I’m not the best at buying presents, just ask Judy. I make up for it though with my romantic mumblings. But, on this special day I had to step up to the plate. It was our 50th wedding anniversary a couple of weeks ago. In an effort to stay in the game, be on board, out of the doghouse, in good graces, and more, I had better buy her a decent anniversary gift. I managed to come through on this special occasion saving up for a nice trip to Florida and a useful girl gift. Fifty years go by quickly and one year both of us forgot our anniversary entirely until one of our friends told us “Happy Anniversary” a few days later. We both laughed at our forgetfulness.

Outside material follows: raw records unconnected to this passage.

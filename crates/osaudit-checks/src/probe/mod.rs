//! Read-only access to host state.
//!
//! Checks never touch the filesystem or spawn processes directly; they go
//! through a [`Host`], so the same catalog runs against the real machine
//! ([`LocalHost`]) or an in-memory fixture ([`fakes::FakeHost`]).

pub mod fakes;
pub mod local;
pub mod system;

use std::time::Duration;

use async_trait::async_trait;
use osaudit_core::CheckError;

pub use local::LocalHost;

/// Result of a finished command.
#[derive(Debug, Clone, Default, PartialEq, Eq)]
pub struct CommandOutput {
    /// Exit code (-1 when killed by a signal).
    pub exit_code: i32,
    pub stdout: String,
    pub stderr: String,
}

impl CommandOutput {
    pub fn success(&self) -> bool {
        self.exit_code == 0
    }
}

/// Ownership and permission bits of a path.
#[derive(Debug, Clone, Copy, PartialEq, Eq)]
pub struct FileStat {
    /// Permission bits only (`mode & 0o7777`).
    pub mode: u32,
    pub uid: u32,
    pub gid: u32,
}

/// Host queries that could not be answered.
#[derive(Debug, thiserror::Error)]
pub enum ProbeError {
    #[error("failed to read {path}: {source}")]
    Read {
        path: String,
        #[source]
        source: std::io::Error,
    },

    #[error("failed to run {program}: {source}")]
    Spawn {
        program: String,
        #[source]
        source: std::io::Error,
    },

    #[error("command not available: {0}")]
    CommandNotFound(String),

    #[error("{program} timed out after {limit:?}")]
    TimedOut { program: String, limit: Duration },

    #[error("no supported package manager found (dpkg-query or rpm)")]
    NoPackageManager,
}

impl From<ProbeError> for CheckError {
    fn from(err: ProbeError) -> Self {
        CheckError::Probe(err.to_string())
    }
}

/// Read-only view of a machine.
#[async_trait]
pub trait Host: Send + Sync {
    /// Contents of `path`, `None` if it does not exist.
    async fn read_file(&self, path: &str) -> Result<Option<String>, ProbeError>;

    /// Metadata of `path`, `None` if it does not exist.
    async fn stat(&self, path: &str) -> Result<Option<FileStat>, ProbeError>;

    /// Run `program` with `args` and capture its output.
    ///
    /// A non-zero exit is not an error; a missing program is
    /// [`ProbeError::CommandNotFound`].
    async fn run(&self, program: &str, args: &[&str]) -> Result<CommandOutput, ProbeError>;
}
//! osaudit checks - the concrete benchmark behind the orchestration engine
//!
//! Provides:
//! - A read-only [`Host`] abstraction over files, metadata and commands
//! - Probes for kernel parameters, kernel modules, packages and services
//! - Declarative [`Rule`]s evaluated fail-closed
//! - The built-in CIS-style catalog, [`cis_benchmark`]

pub mod catalog;
pub mod probe;
pub mod rule;

// Re-export key types
pub use catalog::{cis_benchmark, CatalogCheck, Entry, BENCHMARK_NAME, ENTRIES, SECTIONS};
pub use probe::{fakes::FakeHost, CommandOutput, FileStat, Host, LocalHost, ProbeError};
pub use rule::{Bound, Rule};
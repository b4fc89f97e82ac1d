//! Inclusion / exclusion filtering over hierarchical check ids.
//!
//! Matching works on dot boundaries only: an include entry `4.1` selects
//! `4.1` itself, its descendants (`4.1.2`) and its ancestors (`4`), but
//! never `4.10`. Exclusion removes an entry and all of its descendants and
//! always wins over inclusion.

use crate::domain::{CheckId, Level, RequestedLevel, RunRequest};

/// Decides which checks of the catalog a run executes.
#[derive(Debug, Clone, Default)]
pub struct IdFilter {
    requested_level: RequestedLevel,
    include: Vec<CheckId>,
    exclude: Vec<CheckId>,
}

impl IdFilter {
    pub fn new(requested_level: RequestedLevel, include: Vec<CheckId>, exclude: Vec<CheckId>) -> Self {
        Self {
            requested_level,
            include,
            exclude,
        }
    }

    pub fn from_request(request: &RunRequest) -> Self {
        Self::new(
            request.requested_level,
            request.include.clone(),
            request.exclude.clone(),
        )
    }

    /// Whether the check `(id, level)` is executed in this run.
    ///
    /// A non-matching include list rejects the check whatever level was
    /// requested.
    pub fn should_run(&self, id: &CheckId, level: Level) -> bool {
        if !self.requested_level.admits(level) {
            return false;
        }
        self.id_selected(id)
    }

    fn id_selected(&self, id: &CheckId) -> bool {
        if !self.include.is_empty() && !self.include.iter().any(|entry| related(id, entry)) {
            return false;
        }
        !self
            .exclude
            .iter()
            .any(|entry| id == entry || id.is_descendant_of(entry))
    }
}

fn related(id: &CheckId, entry: &CheckId) -> bool {
    id == entry || id.is_ancestor_of(entry) || id.is_descendant_of(entry)
}

#[cfg(test)]
mod tests {
    use super::*;

    fn id(s: &str) -> CheckId {
        CheckId::parse(s).unwrap()
    }

    fn ids(list: &[&str]) -> Vec<CheckId> {
        list.iter().map(|s| id(s)).collect()
    }

    #[test]
    fn test_empty_filter_accepts_everything() {
        let filter = IdFilter::default();
        assert!(filter.should_run(&id("9.9.9"), Level::Two));
    }

    #[test]
    fn test_include_and_exclude_example() {
        let filter = IdFilter::new(RequestedLevel::Any, ids(&["4.1"]), ids(&["4.1.1"]));
        assert!(filter.should_run(&id("4.1.2"), Level::One));
        assert!(!filter.should_run(&id("4.1.1.2"), Level::One));
        assert!(filter.should_run(&id("4"), Level::One));
        assert!(!filter.should_run(&id("5"), Level::One));
        assert!(!filter.should_run(&id("4.1.1"), Level::One));
    }

    #[test]
    fn test_prefix_matching_respects_dot_boundaries() {
        let filter = IdFilter::new(RequestedLevel::Any, ids(&["4.1"]), vec![]);
        assert!(!filter.should_run(&id("4.10"), Level::One));
        assert!(!filter.should_run(&id("4.10.1"), Level::One));
        assert!(filter.should_run(&id("4.1.10"), Level::One));
    }

    #[test]
    fn test_exclude_wins_over_include() {
        let filter = IdFilter::new(RequestedLevel::Any, ids(&["1.1.2"]), ids(&["1.1"]));
        assert!(!filter.should_run(&id("1.1.2"), Level::One));
        // The ancestor is excluded too.
        assert!(!filter.should_run(&id("1.1"), Level::One));
        // Ancestors above the excluded entry stay visible.
        assert!(filter.should_run(&id("1"), Level::One));
    }

    #[test]
    fn test_level_filter() {
        let filter = IdFilter::new(RequestedLevel::Only(Level::One), vec![], vec![]);
        assert!(filter.should_run(&id("3.4.1"), Level::One));
        assert!(!filter.should_run(&id("3.4.1"), Level::Two));
    }

    #[test]
    fn test_include_rejects_at_every_level() {
        for level in [RequestedLevel::Any, RequestedLevel::Only(Level::Two)] {
            let filter = IdFilter::new(level, ids(&["2"]), vec![]);
            assert!(!filter.should_run(&id("3.1"), Level::Two));
        }
    }
}
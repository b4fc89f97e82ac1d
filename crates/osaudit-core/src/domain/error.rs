//! Error taxonomy for osaudit.
//!
//! [`AuditError`] covers infrastructure and configuration failures, which
//! abort a run. [`CheckError`] covers a single check that could not reach a
//! verdict; the scheduler turns it into an `Error` record and carries on.

use std::time::Duration;

/// Fatal errors: invalid configuration or a broken run.
#[derive(Debug, thiserror::Error)]
pub enum AuditError {
    #[error("invalid check id {id:?}: {reason}")]
    InvalidCheckId { id: String, reason: String },

    #[error("invalid level {0}: expected 0 (any), 1 or 2")]
    InvalidLevel(u8),

    #[error("invalid concurrency {0}: must be at least 1")]
    InvalidConcurrency(usize),

    #[error("duplicate check id in catalog: {0}")]
    DuplicateCheck(String),

    #[error("config error: {0}")]
    Config(#[from] toml::de::Error),

    #[error("check task failed to join: {0}")]
    TaskJoin(#[from] tokio::task::JoinError),

    #[error("scheduler closed before all checks were submitted")]
    SchedulerClosed,

    #[error("result aggregator still shared after drain ({holders} holders)")]
    ResultsStillShared { holders: usize },

    #[error("serialization error: {0}")]
    Serialization(#[from] serde_json::Error),

    #[error("io error: {0}")]
    Io(#[from] std::io::Error),
}

/// Result type for osaudit infrastructure operations.
pub type Result<T> = std::result::Result<T, AuditError>;

/// A single check could not decide between pass and fail.
#[derive(Debug, Clone, PartialEq, Eq, thiserror::Error)]
pub enum CheckError {
    #[error("probe failed: {0}")]
    Probe(String),

    #[error("malformed data in {source_name}: {detail}")]
    Malformed { source_name: String, detail: String },

    #[error("timed out after {0:?}")]
    TimedOut(Duration),

    #[error("check panicked: {0}")]
    Panicked(String),
}

impl CheckError {
    pub fn malformed(source_name: impl Into<String>, detail: impl Into<String>) -> Self {
        Self::Malformed {
            source_name: source_name.into(),
            detail: detail.into(),
        }
    }
}
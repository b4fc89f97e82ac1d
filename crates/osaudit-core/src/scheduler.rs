//! Bounded, failure-isolated execution of checks.
//!
//! The scheduler owns a counting semaphore with `max_concurrency` permits and
//! a [`JoinSet`] holding every task it launched. [`Scheduler::submit`] only
//! suspends the caller until a permit is free; [`Scheduler::finish`] joins
//! every task before the results become readable.
//!
//! Each check is wrapped so that `on_start` precedes inspection, `on_finish`
//! precedes record creation, and exactly one record is appended whatever the
//! check does: return a verdict, return an error, panic, or time out.

use std::any::Any;
use std::panic::AssertUnwindSafe;
use std::sync::Arc;
use std::time::Duration;

use futures::FutureExt;
use tokio::sync::Semaphore;
use tokio::task::JoinSet;

use crate::aggregator::ResultAggregator;
use crate::domain::{AuditError, CheckError, Finding, ResultRecord, Result, RunRequest};
use crate::filter::IdFilter;
use crate::obs;
use crate::progress::{ProgressTracker, RunPhase, StartToken};
use crate::registry::Check;

/// What `submit` did with a check.
#[derive(Debug, Clone, Copy, PartialEq, Eq)]
pub enum Submission {
    /// Rejected by the filter; no work, no counters touched.
    Filtered,
    /// Accepted and launched (or, in sequential mode, already executed).
    Dispatched,
}

/// Records collected after every accepted check has completed.
#[derive(Debug)]
pub struct DrainedRun {
    pub accepted: usize,
    pub records: Vec<ResultRecord>,
}

pub struct Scheduler {
    request: RunRequest,
    filter: IdFilter,
    tracker: Arc<ProgressTracker>,
    aggregator: ResultAggregator,
    slots: Arc<Semaphore>,
    tasks: JoinSet<()>,
    accepted: usize,
}

impl Scheduler {
    pub fn new(request: RunRequest, tracker: Arc<ProgressTracker>) -> Self {
        let filter = IdFilter::from_request(&request);
        let slots = Arc::new(Semaphore::new(request.max_concurrency.get()));
        tracker.set_phase(RunPhase::Running);
        Self {
            request,
            filter,
            tracker,
            aggregator: ResultAggregator::new(),
            slots,
            tasks: JoinSet::new(),
            accepted: 0,
        }
    }

    /// Offer one catalog entry to the scheduler.
    pub async fn submit(&mut self, check: Arc<dyn Check>) -> Result<Submission> {
        let spec = check.spec();
        if !self.filter.should_run(&spec.id, spec.level) {
            obs::emit_check_filtered(&spec.id);
            return Ok(Submission::Filtered);
        }
        self.accepted += 1;

        let timeout = self.request.check_timeout;
        if self.request.is_sequential() {
            let token = start(check.as_ref(), &self.tracker);
            complete(check, token, &self.tracker, &self.aggregator, timeout).await;
            return Ok(Submission::Dispatched);
        }

        let permit = Arc::clone(&self.slots)
            .acquire_owned()
            .await
            .map_err(|_| AuditError::SchedulerClosed)?;
        let tracker = Arc::clone(&self.tracker);
        let aggregator = self.aggregator.clone();

        self.tasks.spawn(async move {
            let _permit = permit;
            let token = start(check.as_ref(), &tracker);
            complete(check, token, &tracker, &aggregator, timeout).await;
        });

        Ok(Submission::Dispatched)
    }

    /// Close submission, wait for every launched check, and take the records.
    pub async fn finish(self) -> Result<DrainedRun> {
        let Scheduler {
            tracker,
            aggregator,
            mut tasks,
            accepted,
            ..
        } = self;

        tracker.set_phase(RunPhase::Draining);
        while let Some(joined) = tasks.join_next().await {
            joined?;
        }
        tracker.set_phase(RunPhase::Finished);

        let records = aggregator.into_records()?;
        debug_assert_eq!(records.len(), accepted);
        Ok(DrainedRun { accepted, records })
    }
}

fn start(check: &dyn Check, tracker: &ProgressTracker) -> StartToken {
    let id = &check.spec().id;
    obs::emit_check_started(id);
    tracker.on_start(id)
}

async fn complete(
    check: Arc<dyn Check>,
    token: StartToken,
    tracker: &ProgressTracker,
    aggregator: &ResultAggregator,
    timeout: Option<Duration>,
) {
    let spec = check.spec();
    let verdict = inspect_isolated(check.as_ref(), timeout).await;

    let duration_ms = tracker.on_finish(token);
    let record = match verdict {
        Ok(finding) => ResultRecord::from_finding(spec, finding, duration_ms),
        Err(err) => {
            obs::emit_check_errored(&spec.id, &err);
            ResultRecord::errored(spec, err.to_string(), duration_ms)
        }
    };
    obs::emit_check_finished(&record);
    aggregator.append(record).await;
}

async fn inspect_isolated(
    check: &dyn Check,
    timeout: Option<Duration>,
) -> std::result::Result<Finding, CheckError> {
    let guarded = AssertUnwindSafe(check.inspect()).catch_unwind();
    let caught = match timeout {
        Some(limit) => match tokio::time::timeout(limit, guarded).await {
            Ok(caught) => caught,
            Err(_) => return Err(CheckError::TimedOut(limit)),
        },
        None => guarded.await,
    };
    caught.unwrap_or_else(|payload| Err(CheckError::Panicked(panic_message(payload.as_ref()))))
}

fn panic_message(payload: &(dyn Any + Send)) -> String {
    if let Some(s) = payload.downcast_ref::<&str>() {
        (*s).to_string()
    } else if let Some(s) = payload.downcast_ref::<String>() {
        s.clone()
    } else {
        "unknown panic payload".to_string()
    }
}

Who in the world invented giving presents for wedding anniversaries? I found that…”Historians say that giving distinct gifts at milestone anniversaries originated in the Germanic regions of Central Europe in medieval times. The wife would receive a silver wreath from her husband on the 25th wedding anniversary. Silver symbolized harmony. If the couple survived to celebrate their 50th wedding anniversary, the wife would receive a wreath of gold.”
So, there it is. Way back in the Dark Ages some gals got together and came up with these silver/gold anniversary gifts. Men have been left out of goodies on this special day. I’ve never known a man to get a decent present for his anniversary gift. A dozen golf balls, new fishing rod, new shotgun or even a clean tee shirt would be nice.
Since I had pre-gifted my bride a few weeks earlier, on our actual anniversary day, instead of a box of candy, can of beer nuts or teddy bear I found this wonderful prose of true love to share with my sweetie.
A Love Poem by Bubba Gump
Collards is green
my dog’s name is Blue
and I’m so lucky
to have a sweet thang like you.
Yore hair is like cornsilk
a-flapping in the breeze
Softer than Blue’s
and without all them fleas.
You move like the bass,
which excite me in May.
You ain’t got no scales
but I luv you anyway.
Yo’re as satisfy’n as okry
jist a-fry’n in the pan.
Yo’re as fragrant as “snuff”
right out of the can.
You have som’a yore teeth,
for which I am proud;
I hold my head high
when we’re in a crowd.
On special occasions,
when you shave under yore arms,
well, I’m in hawg heaven,
and awed by yore charms.
Still them fellers at work,
they all want to know,
what I did to deserve
such a purdy, young doe.
Like a good roll of duct tape
yo’re there fer yore man,
to patch up life’s troubles
and fix what you can.
Yo’re as cute as a junebug
a-buzzin’ overhead.
You ain’t mean like those far ants
I found in my bed.
Cut from the best cloth
like a plaid flannel shirt,
you spark up my life
more than a fresh load of dirt.
When you hold me real tight
like a padded gunrack,
my life is complete;
Ain’t nuttin’ I lack.
Yore complexion, it’s perfection,
like the best vinyl sidin’.
despite all the years,
yore age, it keeps hidin’.
Me ‘n’ you’s like a Moon Pie
with a RC cold drank,
we go together
like a skunk goes with stank.
Some men, they buy chocolate
for Anniversary Day;
They git it at Walmart,
it’s romantic that way.
Some men buy fine diamonds
from a flea market booth.
“Diamonds are forever,”
they explain, suave and couth.
But for this man, honey,
these won’t do.
Cause yo’re too special,
you sweet thang you.
I got you a gift,
without taste nor odor,
more useful than diamonds…
IT’S A NEW TROLLIN’ MOTOR!!!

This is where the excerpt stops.